What this task involves:
Repeat every record below exactly as it appears.

Source data:
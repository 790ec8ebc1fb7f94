mod analysis;
mod dates;

use std::sync::Arc;

use axum::{
    http::{header, HeaderName, Method, StatusCode},
    response::IntoResponse,
    routing::get,
    Extension, Json, Router,
};
use chrono::{DateTime, Utc};
use serde::Serialize;
use tower::ServiceBuilder;
use tower_http::cors::CorsLayer;

use ideaboard_store::{ArtifactBackend, DateCatalog, LoadError};

use crate::middleware::{request_id, RequestId};

#[derive(Clone)]
pub struct AppState {
    pub store: Arc<ArtifactBackend>,
    pub catalog: Arc<dyn DateCatalog>,
}

#[derive(Debug, Serialize)]
pub struct ApiResponse<T: Serialize> {
    pub data: T,
    pub meta: ResponseMeta,
}

#[derive(Debug, Serialize)]
pub struct ResponseMeta {
    pub request_id: String,
    pub timestamp: DateTime<Utc>,
}

#[derive(Debug, Serialize)]
pub struct ApiError {
    pub error: ErrorBody,
    pub meta: ResponseMeta,
}

#[derive(Debug, Serialize)]
pub struct ErrorBody {
    pub code: String,
    pub message: String,
}

#[derive(Debug, Serialize, PartialEq, Eq)]
struct HealthData {
    status: &'static str,
}

impl ResponseMeta {
    pub(super) fn new(request_id: String) -> Self {
        Self {
            request_id,
            timestamp: Utc::now(),
        }
    }
}

impl ApiError {
    pub fn new(
        request_id: impl Into<String>,
        code: impl Into<String>,
        message: impl Into<String>,
    ) -> Self {
        Self {
            error: ErrorBody {
                code: code.into(),
                message: message.into(),
            },
            meta: ResponseMeta::new(request_id.into()),
        }
    }

    fn status(&self) -> StatusCode {
        match self.error.code.as_str() {
            "not_found" => StatusCode::NOT_FOUND,
            "invalid_date_key" | "bad_request" => StatusCode::BAD_REQUEST,
            "malformed_artifact" => StatusCode::BAD_GATEWAY,
            "timeout" => StatusCode::GATEWAY_TIMEOUT,
            _ => StatusCode::INTERNAL_SERVER_ERROR,
        }
    }
}

impl IntoResponse for ApiError {
    fn into_response(self) -> axum::response::Response {
        (self.status(), Json(self)).into_response()
    }
}

/// Converts a load failure into the user-facing error body.
///
/// `NotFound` is the expected-absence case and is not logged; everything
/// else is logged with the request ID so the bad artifact can be located.
pub(super) fn map_load_error(request_id: String, error: &LoadError) -> ApiError {
    match error {
        LoadError::NotFound { .. } => {
            ApiError::new(request_id, "not_found", "no data for this date")
        }
        LoadError::Malformed { key, .. } => {
            tracing::error!(%request_id, %key, error = %error, "artifact is malformed");
            ApiError::new(
                request_id,
                "malformed_artifact",
                "data for this date is corrupted",
            )
        }
        LoadError::Timeout { .. } => {
            tracing::warn!(%request_id, error = %error, "artifact load timed out");
            ApiError::new(request_id, "timeout", "loading data timed out")
        }
        LoadError::Http(_) | LoadError::Io { .. } | LoadError::InvalidBaseUrl(_) => {
            tracing::error!(%request_id, error = %error, "artifact load failed");
            ApiError::new(request_id, "internal_error", "failed to load data")
        }
    }
}

fn build_cors() -> CorsLayer {
    CorsLayer::new()
        .allow_origin(tower_http::cors::Any)
        .allow_methods([Method::GET])
        .allow_headers([
            header::CONTENT_TYPE,
            HeaderName::from_static("x-request-id"),
        ])
}

pub fn build_app(state: AppState) -> Router {
    Router::new()
        .route("/api/v1/health", get(health))
        .route("/api/v1/dates", get(dates::list_dates))
        .route("/api/v1/analysis/{key}", get(analysis::get_analysis))
        .route(
            "/api/v1/analysis/{key}/view",
            get(analysis::get_analysis_view),
        )
        .layer(
            ServiceBuilder::new()
                .layer(build_cors())
                .layer(axum::middleware::from_fn(request_id)),
        )
        .with_state(state)
}

async fn health(Extension(req_id): Extension<RequestId>) -> Json<ApiResponse<HealthData>> {
    Json(ApiResponse {
        data: HealthData { status: "ok" },
        meta: ResponseMeta::new(req_id.0),
    })
}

Exercise answer:
repository 790ec8ebc1fb7f94
mod analysis;
mod dates;

use std::sync::Arc;

use axum::{
    http::{header, HeaderName, Method, StatusCode},
    response::IntoResponse,
    routing::get,
    Extension, Json, Router,
};
use chrono::{DateTime, Utc};
use serde::Serialize;
use tower::ServiceBuilder;
use tower_http::cors::CorsLayer;

use ideaboard_store::{ArtifactBackend, DateCatalog, LoadError};

use crate::middleware::{request_id, RequestId};

#[derive(Clone)]
pub struct AppState {
    pub store: Arc<ArtifactBackend>,
    pub catalog: Arc<dyn DateCatalog>,
}

#[derive(Debug, Serialize)]
pub struct ApiResponse<T: Serialize> {
    pub data: T,
    pub meta: ResponseMeta,
}

#[derive(Debug, Serialize)]
pub struct ResponseMeta {
    pub request_id: String,
    pub timestamp: DateTime<Utc>,
}

#[derive(Debug, Serialize)]
pub struct ApiError {
    pub error: ErrorBody,
    pub meta: ResponseMeta,
}

#[derive(Debug, Serialize)]
pub struct ErrorBody {
    pub code: String,
    pub message: String,
}

#[derive(Debug, Serialize, PartialEq, Eq)]
struct HealthData {
    status: &'static str,
}

impl ResponseMeta {
    pub(super) fn new(request_id: String) -> Self {
        Self {
            request_id,
            timestamp: Utc::now(),
        }
    }
}

impl ApiError {
    pub fn new(
        request_id: impl Into<String>,
        code: impl Into<String>,
        message: impl Into<String>,
    ) -> Self {
        Self {
            error: ErrorBody {
                code: code.into(),
                message: message.into(),
            },
            meta: ResponseMeta::new(request_id.into()),
        }
    }

    fn status(&self) -> StatusCode {
        match self.error.code.as_str() {
            "not_found" => StatusCode::NOT_FOUND,
            "invalid_date_key" | "bad_request" => StatusCode::BAD_REQUEST,
            "malformed_artifact" => StatusCode::BAD_GATEWAY,
            "timeout" => StatusCode::GATEWAY_TIMEOUT,
            _ => StatusCode::INTERNAL_SERVER_ERROR,
        }
    }
}

impl IntoResponse for ApiError {
    fn into_response(self) -> axum::response::Response {
        (self.status(), Json(self)).into_response()
    }
}

/// Converts a load failure into the user-facing error body.
///
/// `NotFound` is the expected-absence case and is not logged; everything
/// else is logged with the request ID so the bad artifact can be located.
pub(super) fn map_load_error(request_id: String, error: &LoadError) -> ApiError {
    match error {
        LoadError::NotFound { .. } => {
            ApiError::new(request_id, "not_found", "no data for this date")
        }
        LoadError::Malformed { key, .. } => {
            tracing::error!(%request_id, %key, error = %error, "artifact is malformed");
            ApiError::new(
                request_id,
                "malformed_artifact",
                "data for this date is corrupted",
            )
        }
        LoadError::Timeout { .. } => {
            tracing::warn!(%request_id, error = %error, "artifact load timed out");
            ApiError::new(request_id, "timeout", "loading data timed out")
        }
        LoadError::Http(_) | LoadError::Io { .. } | LoadError::InvalidBaseUrl(_) => {
            tracing::error!(%request_id, error = %error, "artifact load failed");
            ApiError::new(request_id, "internal_error", "failed to load data")
        }
    }
}

fn build_cors() -> CorsLayer {
    CorsLayer::new()
        .allow_origin(tower_http::cors::Any)
        .allow_methods([Method::GET])
        .allow_headers([
            header::CONTENT_TYPE,
            HeaderName::from_static("x-request-id"),
        ])
}

pub fn build_app(state: AppState) -> Router {
    Router::new()
        .route("/api/v1/health", get(health))
        .route("/api/v1/dates", get(dates::list_dates))
        .route("/api/v1/analysis/{key}", get(analysis::get_analysis))
        .route(
            "/api/v1/analysis/{key}/view",
            get(analysis::get_analysis_view),
        )
        .layer(
            ServiceBuilder::new()
                .layer(build_cors())
                .layer(axum::middleware::from_fn(request_id)),
        )
        .with_state(state)
}

async fn health(Extension(req_id): Extension<RequestId>) -> Json<ApiResponse<HealthData>> {
    Json(ApiResponse {
        data: HealthData { status: "ok" },
        meta: ResponseMeta::new(req_id.0),
    })
}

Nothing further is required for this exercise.